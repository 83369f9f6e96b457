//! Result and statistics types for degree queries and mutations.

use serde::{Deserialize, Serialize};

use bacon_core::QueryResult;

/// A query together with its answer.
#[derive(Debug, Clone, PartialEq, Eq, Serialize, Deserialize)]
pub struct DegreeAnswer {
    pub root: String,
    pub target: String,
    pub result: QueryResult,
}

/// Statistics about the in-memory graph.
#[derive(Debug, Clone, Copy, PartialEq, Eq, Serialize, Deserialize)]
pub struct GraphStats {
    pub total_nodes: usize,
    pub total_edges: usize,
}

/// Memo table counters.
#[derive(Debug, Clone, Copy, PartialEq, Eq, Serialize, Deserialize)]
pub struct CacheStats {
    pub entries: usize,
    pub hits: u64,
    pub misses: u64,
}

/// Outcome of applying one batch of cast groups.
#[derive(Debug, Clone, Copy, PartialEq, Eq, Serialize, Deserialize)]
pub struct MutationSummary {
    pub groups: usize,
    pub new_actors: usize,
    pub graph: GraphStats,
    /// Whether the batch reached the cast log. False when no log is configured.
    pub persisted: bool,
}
::::::::
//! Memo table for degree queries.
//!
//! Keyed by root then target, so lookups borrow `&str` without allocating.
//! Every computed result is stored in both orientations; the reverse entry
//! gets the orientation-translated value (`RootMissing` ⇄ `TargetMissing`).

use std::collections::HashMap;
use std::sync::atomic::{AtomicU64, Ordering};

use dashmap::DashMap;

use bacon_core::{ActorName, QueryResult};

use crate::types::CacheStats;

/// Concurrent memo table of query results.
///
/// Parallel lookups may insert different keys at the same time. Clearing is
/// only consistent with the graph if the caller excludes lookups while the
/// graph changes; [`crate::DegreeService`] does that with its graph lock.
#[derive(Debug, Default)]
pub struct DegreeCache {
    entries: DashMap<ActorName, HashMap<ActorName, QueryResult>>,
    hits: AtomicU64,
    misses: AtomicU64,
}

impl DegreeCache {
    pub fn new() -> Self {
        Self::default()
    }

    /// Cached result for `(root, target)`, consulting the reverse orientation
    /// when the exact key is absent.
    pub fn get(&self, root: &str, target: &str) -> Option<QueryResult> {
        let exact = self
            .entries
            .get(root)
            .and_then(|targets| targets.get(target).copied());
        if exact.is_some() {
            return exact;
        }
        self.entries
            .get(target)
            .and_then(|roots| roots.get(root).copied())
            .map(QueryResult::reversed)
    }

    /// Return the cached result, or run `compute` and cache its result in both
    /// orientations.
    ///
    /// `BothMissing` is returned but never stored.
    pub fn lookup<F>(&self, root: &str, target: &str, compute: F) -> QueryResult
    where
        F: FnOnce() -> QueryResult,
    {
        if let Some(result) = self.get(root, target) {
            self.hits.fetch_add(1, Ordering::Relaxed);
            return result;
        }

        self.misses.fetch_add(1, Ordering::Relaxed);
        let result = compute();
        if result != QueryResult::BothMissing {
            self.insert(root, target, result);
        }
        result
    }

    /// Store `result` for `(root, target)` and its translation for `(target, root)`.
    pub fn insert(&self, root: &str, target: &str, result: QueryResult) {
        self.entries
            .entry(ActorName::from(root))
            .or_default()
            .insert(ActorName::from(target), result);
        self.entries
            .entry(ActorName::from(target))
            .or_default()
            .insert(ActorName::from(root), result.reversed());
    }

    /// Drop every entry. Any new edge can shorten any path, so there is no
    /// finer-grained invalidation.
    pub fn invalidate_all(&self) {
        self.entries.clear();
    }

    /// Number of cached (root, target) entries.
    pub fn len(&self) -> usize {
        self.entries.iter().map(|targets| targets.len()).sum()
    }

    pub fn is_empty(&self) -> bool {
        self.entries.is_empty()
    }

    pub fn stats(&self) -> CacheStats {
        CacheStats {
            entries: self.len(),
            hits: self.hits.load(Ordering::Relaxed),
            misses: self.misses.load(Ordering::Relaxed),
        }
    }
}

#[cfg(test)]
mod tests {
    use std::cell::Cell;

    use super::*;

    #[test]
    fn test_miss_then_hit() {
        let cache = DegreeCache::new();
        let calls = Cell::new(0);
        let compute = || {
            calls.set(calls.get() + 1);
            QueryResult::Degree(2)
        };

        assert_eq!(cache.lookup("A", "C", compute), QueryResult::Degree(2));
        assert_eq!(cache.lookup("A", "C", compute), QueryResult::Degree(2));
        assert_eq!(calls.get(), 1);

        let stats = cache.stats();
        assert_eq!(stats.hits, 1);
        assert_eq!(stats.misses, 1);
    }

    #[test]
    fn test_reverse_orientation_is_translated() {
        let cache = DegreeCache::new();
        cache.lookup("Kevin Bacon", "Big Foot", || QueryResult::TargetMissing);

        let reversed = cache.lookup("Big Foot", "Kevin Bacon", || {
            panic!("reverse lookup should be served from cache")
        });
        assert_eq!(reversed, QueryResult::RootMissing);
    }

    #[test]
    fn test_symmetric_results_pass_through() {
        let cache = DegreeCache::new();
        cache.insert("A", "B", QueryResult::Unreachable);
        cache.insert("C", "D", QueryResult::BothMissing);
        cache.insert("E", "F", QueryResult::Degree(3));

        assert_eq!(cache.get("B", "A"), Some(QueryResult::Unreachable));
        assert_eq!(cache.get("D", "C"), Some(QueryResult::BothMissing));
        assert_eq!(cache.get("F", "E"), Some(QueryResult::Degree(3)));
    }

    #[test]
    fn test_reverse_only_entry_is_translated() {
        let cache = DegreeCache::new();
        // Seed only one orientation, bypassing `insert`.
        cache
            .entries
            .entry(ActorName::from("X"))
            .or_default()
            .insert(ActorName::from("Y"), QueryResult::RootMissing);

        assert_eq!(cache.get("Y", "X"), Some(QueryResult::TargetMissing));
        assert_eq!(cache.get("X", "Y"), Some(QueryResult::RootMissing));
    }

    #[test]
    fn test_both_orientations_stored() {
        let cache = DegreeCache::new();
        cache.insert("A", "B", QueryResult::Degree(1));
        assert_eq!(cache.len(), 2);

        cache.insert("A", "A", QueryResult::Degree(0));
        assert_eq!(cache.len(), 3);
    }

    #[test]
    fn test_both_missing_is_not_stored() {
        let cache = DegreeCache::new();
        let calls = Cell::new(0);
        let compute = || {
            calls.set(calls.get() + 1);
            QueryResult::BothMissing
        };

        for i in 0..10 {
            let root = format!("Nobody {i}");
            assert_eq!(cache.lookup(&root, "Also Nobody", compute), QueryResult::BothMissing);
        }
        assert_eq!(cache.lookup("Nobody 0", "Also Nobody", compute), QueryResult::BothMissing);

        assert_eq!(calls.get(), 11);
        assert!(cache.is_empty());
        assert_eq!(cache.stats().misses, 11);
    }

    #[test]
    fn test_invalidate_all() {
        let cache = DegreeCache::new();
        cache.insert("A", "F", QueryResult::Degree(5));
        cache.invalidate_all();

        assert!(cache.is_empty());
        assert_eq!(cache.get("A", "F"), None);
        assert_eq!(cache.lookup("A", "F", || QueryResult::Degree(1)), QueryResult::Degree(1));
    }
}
::::::::
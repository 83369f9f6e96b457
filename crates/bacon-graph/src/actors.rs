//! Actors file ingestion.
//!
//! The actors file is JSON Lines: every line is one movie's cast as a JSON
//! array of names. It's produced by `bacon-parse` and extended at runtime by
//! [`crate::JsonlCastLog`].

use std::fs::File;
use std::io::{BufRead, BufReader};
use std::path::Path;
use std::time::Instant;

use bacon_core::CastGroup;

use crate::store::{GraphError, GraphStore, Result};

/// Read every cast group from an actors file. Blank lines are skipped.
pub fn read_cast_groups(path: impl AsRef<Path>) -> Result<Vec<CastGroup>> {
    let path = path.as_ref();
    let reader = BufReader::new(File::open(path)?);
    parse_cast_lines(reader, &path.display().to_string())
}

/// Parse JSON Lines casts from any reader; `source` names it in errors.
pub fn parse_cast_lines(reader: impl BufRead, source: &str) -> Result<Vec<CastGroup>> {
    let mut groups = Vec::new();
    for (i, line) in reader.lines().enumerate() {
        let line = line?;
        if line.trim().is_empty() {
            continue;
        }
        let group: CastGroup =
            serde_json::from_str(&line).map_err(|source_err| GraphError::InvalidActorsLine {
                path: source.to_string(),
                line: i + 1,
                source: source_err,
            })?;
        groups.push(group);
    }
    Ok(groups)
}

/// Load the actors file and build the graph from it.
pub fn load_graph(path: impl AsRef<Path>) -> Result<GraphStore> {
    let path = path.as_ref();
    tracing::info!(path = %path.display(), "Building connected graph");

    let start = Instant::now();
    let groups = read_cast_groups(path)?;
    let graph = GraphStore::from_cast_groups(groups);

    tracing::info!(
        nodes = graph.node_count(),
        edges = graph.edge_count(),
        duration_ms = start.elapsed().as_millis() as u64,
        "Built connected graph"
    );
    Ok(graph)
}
::::::::
Which lines above carry the string "Ordering"? Copy those lines.

use std::sync::atomic::{AtomicU64, Ordering};
            self.hits.fetch_add(1, Ordering::Relaxed);
        self.misses.fetch_add(1, Ordering::Relaxed);
            hits: self.hits.load(Ordering::Relaxed),
            misses: self.misses.load(Ordering::Relaxed),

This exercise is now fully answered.